L’uomo era alla guida di una moto di grossa cilindrata, una Bmw Gs su cui viaggiava anche Antonella Doneda, quando, poco dopo le 11,30, il mezzo ha tamponato in terza corsia un’auto Hiunday. Pare che al momento dell’incidente il traffico fosse molto congestionato e le auto fossero incolonnate. Purtroppo, per l’uomo non c’è stato nulla da fare e, nonostante i tentativi di rianimarlo, è deceduto sul posto. Antonella Doneda, stabilizzata dai soccorritori del 118 arrivati con due ambulanze e l’auto medicalizzata, è stata poi trasportata in eliambulanza all’ospedale Bufalini di Cesena in gravissime condizioni. ma le ferite riportate nelle scontro erano troppo gravi: Antonella è morta poco dopo nonostante i tentativi dei medici di salvarle la vita.

Commozione a Pedrengo

La notizia della morte di Antonella Doneda ha choccato l’intera comunità di Pedrengo, dove la farmacista era conosciutissima. «Una disgrazia, una tragedia che ha sconvolto me personalmente ma anche tutto il paese», fa sapere il sindaco di Pedrengo, Simona d’Alba, che tra l’altro si trova in zona, a Rimini, per il Meeting.

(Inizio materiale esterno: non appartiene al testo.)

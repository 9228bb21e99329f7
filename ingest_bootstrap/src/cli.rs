// /////////////////////////////////////////////////////////////////////////////
// Adaptive Pipeline
// Copyright (c) 2025 Michael Gardner, A Bit of Help, Inc.
// SPDX-License-Identifier: BSD-3-Clause
// See LICENSE file in the project root.
// /////////////////////////////////////////////////////////////////////////////

//! # Command-Line Interface
//!
//! Parses and validates the run's command-line surface: `clap` derive
//! for raw parsing, then a `ValidatedCli` that has already checked the
//! things `main.rs` would otherwise have to check itself — `config_dir`
//! exists and is a directory, `watch_interval` is a positive duration,
//! `log_level` maps onto a `tracing::Level`.

use clap::Parser;
use std::path::{Path, PathBuf};
use std::time::Duration;
use thiserror::Error;

const DEFAULT_WATCH_INTERVAL_SECS: u64 = 60;

/// Raw CLI surface, parsed by `clap` before validation.
#[derive(Parser, Debug, Clone)]
#[command(name = "ingest-pipeline")]
#[command(about = concat!("Document ingestion pipeline v", env!("CARGO_PKG_VERSION")))]
#[command(version)]
pub struct Cli {
    /// Directory containing `global.yaml` and per-stage config files.
    #[arg(long, value_name = "DIR")]
    pub config_dir: PathBuf,

    /// Optional `.env` file to preload before `${VAR}` substitution.
    #[arg(long, value_name = "PATH")]
    pub env_file: Option<PathBuf>,

    /// Minimum log level.
    #[arg(long, value_enum, default_value_t = LogLevelArg::Info)]
    pub log_level: LogLevelArg,

    /// Report configuration and provider health, then exit without processing.
    #[arg(long)]
    pub status: bool,

    /// Keep running, re-scanning the input directory at `--watch-interval`.
    #[arg(long)]
    pub watch: bool,

    /// Seconds between scans when `--watch` is set.
    #[arg(long, value_name = "SECONDS")]
    pub watch_interval: Option<u64>,
}

/// `--log-level` values, named to match the spec's contract rather than
/// `tracing`'s own casing.
#[derive(clap::ValueEnum, Debug, Clone, Copy, PartialEq, Eq)]
pub enum LogLevelArg {
    Debug,
    Info,
    Warning,
    Error,
    Critical,
}

impl LogLevelArg {
    pub fn to_tracing_level(self) -> tracing::Level {
        match self {
            LogLevelArg::Debug => tracing::Level::DEBUG,
            LogLevelArg::Info => tracing::Level::INFO,
            LogLevelArg::Warning => tracing::Level::WARN,
            // tracing has no CRITICAL level; both map onto ERROR.
            LogLevelArg::Error | LogLevelArg::Critical => tracing::Level::ERROR,
        }
    }
}

/// Errors raised while validating a parsed [`Cli`].
#[derive(Debug, Error)]
pub enum ParseError {
    #[error("--config-dir does not exist: {0}")]
    ConfigDirNotFound(PathBuf),

    #[error("--config-dir is not a directory: {0}")]
    ConfigDirNotADirectory(PathBuf),

    #[error("--env-file does not exist: {0}")]
    EnvFileNotFound(PathBuf),

    #[error("--watch-interval must be a positive number of seconds, got {0}")]
    InvalidWatchInterval(u64),

    #[error("clap argument parsing failed: {0}")]
    Clap(#[from] clap::Error),
}

/// CLI flags after validation, ready for the composition root.
#[derive(Debug, Clone)]
pub struct ValidatedCli {
    pub config_dir: PathBuf,
    pub env_file: Option<PathBuf>,
    pub log_level: tracing::Level,
    pub status: bool,
    pub watch: bool,
    pub watch_interval: Duration,
}

impl ValidatedCli {
    /// Validate a parsed [`Cli`], checking filesystem and range constraints
    /// that `clap`'s own value parsers can't express.
    pub fn from_cli(cli: Cli) -> Result<Self, ParseError> {
        if !cli.config_dir.exists() {
            return Err(ParseError::ConfigDirNotFound(cli.config_dir));
        }
        if !cli.config_dir.is_dir() {
            return Err(ParseError::ConfigDirNotADirectory(cli.config_dir));
        }

        if let Some(ref env_file) = cli.env_file {
            if !env_file.exists() {
                return Err(ParseError::EnvFileNotFound(env_file.clone()));
            }
        }

        let watch_interval_secs = cli.watch_interval.unwrap_or(DEFAULT_WATCH_INTERVAL_SECS);
        if watch_interval_secs == 0 {
            return Err(ParseError::InvalidWatchInterval(watch_interval_secs));
        }

        Ok(Self {
            config_dir: cli.config_dir,
            env_file: cli.env_file,
            log_level: cli.log_level.to_tracing_level(),
            status: cli.status,
            watch: cli.watch,
            watch_interval: Duration::from_secs(watch_interval_secs),
        })
    }

    pub fn config_dir(&self) -> &Path {
        &self.config_dir
    }
}

/// Parse `std::env::args()` and validate the result.
///
/// Clap handles `--help`/`--version` by exiting the process directly.
pub fn parse_and_validate() -> Result<ValidatedCli, ParseError> {
    let cli = Cli::parse();
    ValidatedCli::from_cli(cli)
}

#[cfg(test)]
mod tests {
    use super::*;

    fn base_cli(config_dir: PathBuf) -> Cli {
        Cli {
            config_dir,
            env_file: None,
            log_level: LogLevelArg::Info,
            status: false,
            watch: false,
            watch_interval: None,
        }
    }

    #[test]
    fn rejects_missing_config_dir() {
        let cli = base_cli(PathBuf::from("/no/such/path/ever"));
        let result = ValidatedCli::from_cli(cli);
        assert!(matches!(result, Err(ParseError::ConfigDirNotFound(_))));
    }

    #[test]
    fn rejects_config_dir_that_is_a_file() {
        let tmp = std::env::temp_dir().join("ingest_pipeline_cli_test_file.txt");
        std::fs::write(&tmp, b"not a dir").unwrap();
        let cli = base_cli(tmp.clone());
        let result = ValidatedCli::from_cli(cli);
        assert!(matches!(result, Err(ParseError::ConfigDirNotADirectory(_))));
        let _ = std::fs::remove_file(&tmp);
    }

    #[test]
    fn accepts_valid_config_dir() {
        let tmp = std::env::temp_dir();
        let cli = base_cli(tmp);
        let result = ValidatedCli::from_cli(cli);
        assert!(result.is_ok());
        assert_eq!(result.unwrap().watch_interval, Duration::from_secs(DEFAULT_WATCH_INTERVAL_SECS));
    }

    #[test]
    fn rejects_zero_watch_interval() {
        let tmp = std::env::temp_dir();
        let mut cli = base_cli(tmp);
        cli.watch_interval = Some(0);
        let result = ValidatedCli::from_cli(cli);
        assert!(matches!(result, Err(ParseError::InvalidWatchInterval(0))));
    }

    #[test]
    fn log_level_maps_to_tracing() {
        assert_eq!(LogLevelArg::Debug.to_tracing_level(), tracing::Level::DEBUG);
        assert_eq!(LogLevelArg::Warning.to_tracing_level(), tracing::Level::WARN);
        assert_eq!(LogLevelArg::Critical.to_tracing_level(), tracing::Level::ERROR);
    }
}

«Sono qui e sono stata avvertita nel pomeriggio della morte di Antonella – continua –. Mi sono messa immediatamente a disposizione della famiglia per ogni esigenza. Conoscevo bene la dottoressa Doneda. Una donna forte, distinta, molto appassionata nel suo lavoro. E soprattutto una donna presente, con tutta la sua famiglia, nel tessuto della comunità: collaborava con il Comune, con la parrocchia, faceva parte del gruppo dei commercianti del paese, dove era molto attiva, con l’attività di famiglia contribuiva alle borse di studio per gli studenti meritevoli. Antonella era un punto di riferimento in paese: sempre attenta ai bisogni delle persone, soprattutto degli anziani. Questa notizia mi ha veramente choccato: dopo le ferie dovevamo vederci per un progetto che portavamo avanti insieme, e invece oggi (ieri per chi legge, ndr) pomeriggio la tragica notizia. Ripeto, sono a disposizione della famiglia qualora fosse necessario».

Chi era Antonella Doneda

Antonella Doneda si era laureata in Farmacia nel 1984 all’Università degli Studi di Pavia. «La storia della farmacia Doneda è iniziata nel 1971 quando mio papà, il dottor Silvio, vinse a concorso la sede di Pedrengo e con il valido aiuto di mia mamma Clotilde aprì la farmacia nel piccolo paese di 1.500 abitanti con un solo medico di base – si legge sul sito della farmacia –. Mia sorella Giusy e io abbiamo abitato nei locali sopra la farmacia, respirando il profumo, la passione e la consapevolezza di poter intraprendere una professione gratificante e stimolante. Dopo la laurea conseguita presso l’Università di Pavia, ho iniziato a lavorare in farmacia con i miei genitori. Appassionata di medicina naturale, ho cercato di sviluppare il reparto di fitoterapia, omeopatia e nutrizione. Nel 1991 sono diventata titolare e nel 2001 Giusy, infermiera professionale, è entrata a far parte del nostro team seguita nel 2019 da mio figlio Giordano (Antonella Doneda ha anche una figlia, Tamara, ndr) che dopo la laurea in Farmacia, continua con noi l’attività di famiglia».

«Nel 2021 – si legge ancora – abbiamo festeggiato i 50 di attività della farmacia. Il fulcro del nostro team è ancora mia mamma Clotilde, che tuttora ogni giorno è presente in farmacia, dimostrandoci che la passione e l’amore per il lavoro, non solo mantiene la mente attiva e brillante, ma permette di ricevere la gratificazione e il riconoscimento di tutti i nostri clienti».